My research was developed in response to this need to reduce conflicts, and we set out to touch on some of the most important questions that were hypothesized by agency personnel, but had not been tested empirically.  We found that self-reported human behaviors have changed in a positive way over time, suggesting that education efforts within Missoula have some effect on residents (Merkle et al. 2011).  We found that fielding phone calls and conflict reports provides excellent information to predict the prevalence of conflicts, even in other urban areas.  We predicted the relative probability of a conflict based on 3 important landscape variables within an urban area: distance to forest, distance to riparian corridors, and housing density (Merkle et al. 2011).

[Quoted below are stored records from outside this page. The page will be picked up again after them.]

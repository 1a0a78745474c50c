//! MCP tool handlers
//!
//! Each handler is in a separate file; the `#[mcp_server]` impl in the crate
//! root only forwards to them.

pub mod sections;
pub mod status;
pub mod sync;
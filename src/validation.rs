//! Validation of ids supplied by tool callers

use mcp_attr::Result as McpResult;

/// Prefix the chat UI puts on checkbox option values
const OPTION_VALUE_PREFIX: &str = "notion-id-";

/// Normalize a block id the way Notion returns it.
///
/// Accepts the dashed UUID form, the undashed 32-hex form found in page URLs,
/// and option values carrying the `notion-id-` prefix.
///
/// # Returns
/// The dashed id, or an invalid-params error
pub fn normalize_block_id(raw: &str) -> McpResult<String> {
    let id = raw.trim();
    let id = id.strip_prefix(OPTION_VALUE_PREFIX).unwrap_or(id);

    if id.is_empty() {
        return Err(invalid_id("Block id must not be empty".to_string()));
    }
    if id.chars().any(char::is_whitespace) {
        return Err(invalid_id(format!(
            "Invalid block id '{}': contains whitespace",
            id
        )));
    }

    if id.len() == 32 && id.chars().all(|c| c.is_ascii_hexdigit()) {
        let lower = id.to_ascii_lowercase();
        return Ok(format!(
            "{}-{}-{}-{}-{}",
            &lower[0..8],
            &lower[8..12],
            &lower[12..16],
            &lower[16..20],
            &lower[20..32]
        ));
    }
    Ok(id.to_string())
}

fn invalid_id(message: String) -> mcp_attr::Error {
    mcp_attr::Error::new(mcp_attr::ErrorCode::INVALID_PARAMS).with_message(message, true)
}
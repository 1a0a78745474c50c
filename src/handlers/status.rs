//! Page count handler

use crate::DeweyServerHandler;
use crate::formatting;
use mcp_attr::{Result as McpResult, bail_public};

impl DeweyServerHandler {
    /// Reports how many pages the last successful sync saw.
    pub async fn handle_page_count(&self) -> McpResult<String> {
        match self.reader.page_count().await {
            Ok(count) => Ok(formatting::format_page_count(count)),
            Err(e) => {
                bail_public!(_, "Failed to read page count: {}", e);
            }
        }
    }
}
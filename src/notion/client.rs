//! HTTP client for the Notion API

use async_trait::async_trait;
use reqwest::header::{AUTHORIZATION, HeaderMap, HeaderValue};
use serde::Deserialize;
use serde_json::{Value, json};
use std::time::Duration;
use tracing::{debug, info, warn};

use super::{DocumentSource, MAX_PAGE_SIZE, RawBlock, RichText};
use crate::config::Config;
use crate::error::{Result, SyncError};
use crate::model::Page;

const NOTION_VERSION_HEADER: &str = "Notion-Version";
const UNTITLED: &str = "Untitled";

/// One page of a paginated Notion response
#[derive(Debug, Deserialize)]
struct ListResponse<T> {
    results: Vec<T>,
    #[serde(default)]
    has_more: bool,
}

pub struct NotionClient {
    http: reqwest::Client,
    base_url: String,
    timeout: Duration,
}

impl NotionClient {
    /// Build a client from configuration; an API key is required
    pub fn new(config: &Config) -> Result<Self> {
        let api_key = config
            .notion
            .api_key
            .as_deref()
            .ok_or_else(|| SyncError::Config("NOTION_API_KEY is not set".to_string()))?;

        let mut headers = HeaderMap::new();
        let mut auth = HeaderValue::from_str(&format!("Bearer {api_key}"))
            .map_err(|e| SyncError::Config(format!("invalid Notion API key: {e}")))?;
        auth.set_sensitive(true);
        headers.insert(AUTHORIZATION, auth);
        headers.insert(
            NOTION_VERSION_HEADER,
            HeaderValue::from_str(&config.notion.version)
                .map_err(|e| SyncError::Config(format!("invalid Notion version: {e}")))?,
        );

        let timeout = config.notion_timeout();
        let http = reqwest::Client::builder()
            .default_headers(headers)
            .timeout(timeout)
            .build()
            .map_err(|e| SyncError::Config(format!("failed to build HTTP client: {e}")))?;

        Ok(Self {
            http,
            base_url: config.notion.base_url.trim_end_matches('/').to_string(),
            timeout,
        })
    }

    async fn send<T: serde::de::DeserializeOwned>(
        &self,
        target: &str,
        request: reqwest::RequestBuilder,
    ) -> Result<ListResponse<T>> {
        let response = request.send().await.map_err(|e| self.fetch_error(target, e))?;

        let status = response.status();
        if !status.is_success() {
            let body = response.text().await.unwrap_or_default();
            return Err(SyncError::RemoteFetch {
                target: target.to_string(),
                status: Some(status.as_u16()),
                message: body,
            });
        }

        let page: ListResponse<T> = response
            .json()
            .await
            .map_err(|e| self.fetch_error(target, e))?;
        if page.has_more {
            warn!(
                what = target,
                returned = page.results.len(),
                "Notion reported more results than one page; only the first page is used"
            );
        }
        Ok(page)
    }

    fn fetch_error(&self, target: &str, err: reqwest::Error) -> SyncError {
        if err.is_timeout() {
            return SyncError::Timeout {
                operation: format!("fetching {target}"),
                after: self.timeout,
            };
        }
        SyncError::RemoteFetch {
            target: target.to_string(),
            status: err.status().map(|s| s.as_u16()),
            message: err.to_string(),
        }
    }
}

#[async_trait]
impl DocumentSource for NotionClient {
    async fn search_pages(&self, page_size: u32) -> Result<Vec<Page>> {
        let body = json!({
            "filter": { "value": "page", "property": "object" },
            "page_size": page_size.min(MAX_PAGE_SIZE),
        });
        let request = self
            .http
            .post(format!("{}/search", self.base_url))
            .json(&body);

        let response: ListResponse<Value> = self.send("pages", request).await?;
        let pages: Vec<Page> = response.results.iter().filter_map(page_from_result).collect();
        info!(count = pages.len(), "Loaded pages from Notion");
        Ok(pages)
    }

    async fn list_block_children(&self, block_id: &str, page_size: u32) -> Result<Vec<RawBlock>> {
        let request = self
            .http
            .get(format!("{}/blocks/{}/children", self.base_url, block_id))
            .query(&[("page_size", page_size.min(MAX_PAGE_SIZE))]);

        let target = format!("blocks of {block_id}");
        let response: ListResponse<RawBlock> = self.send(&target, request).await?;
        debug!(block_id, count = response.results.len(), "Loaded block children");
        Ok(response.results)
    }
}

/// Extract a page's id and title from a search result
///
/// The title lives at `properties.title.title[*]`; results without an id are
/// not pages and are skipped.
pub(crate) fn page_from_result(result: &Value) -> Option<Page> {
    let id = result.get("id")?.as_str()?.to_string();

    let runs: Vec<RichText> = result
        .pointer("/properties/title/title")
        .cloned()
        .and_then(|v| serde_json::from_value(v).ok())
        .unwrap_or_default();
    let title: String = runs.iter().map(RichText::content).collect();

    Some(Page {
        id,
        title: if title.trim().is_empty() {
            UNTITLED.to_string()
        } else {
            title
        },
    })
}
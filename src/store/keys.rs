//! Cache key layout
//!
//! The UI reads these keys too, so they are part of the external contract.

/// Number of pages seen by the last sync
pub const PAGE_COUNT: &str = "page-count";
/// Set of every known section id
pub const SECTIONS: &str = "sections";
/// Set of every known todo id
pub const TODOS: &str = "todos";

/// Hash {name, id, pageID}
pub fn section(section_id: &str) -> String {
    format!("section-{section_id}")
}

/// List of todo ids, front-pushed, so it reads back in reverse document order
pub fn section_todos(section_id: &str) -> String {
    format!("section-todos-{section_id}")
}

/// Hash {text, complete, id, sectionID}
pub fn todo(todo_id: &str) -> String {
    format!("todo-{todo_id}")
}

#[cfg(test)]
mod tests {
    use super::*;

    #[test]
    fn test_key_layout() {
        assert_eq!(section("abc"), "section-abc");
        assert_eq!(section_todos("abc"), "section-todos-abc");
        assert_eq!(todo("xyz"), "todo-xyz");
    }
}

Finally, we tested whether garbage was actually the real reason that bears ventured out of wildlands and into urban areas.  Surprisingly, we found that although bears do eat garbage when available, the presence of ripe fruits on apple trees seems to be more of an attractant than garbage.  This was even true when wildland foods were still available.  In a second analysis of the diets of black bears harvested in wildlands and bears captured in the urban area, we found almost no support that bears living near urban areas had a significant amount of garbage in their diet.  Our results suggest that management plans need to put more effort into reducing the availability of fruit to actually impact the number of conflicts (Merkle et al. 2013; Merkle et al. 2012).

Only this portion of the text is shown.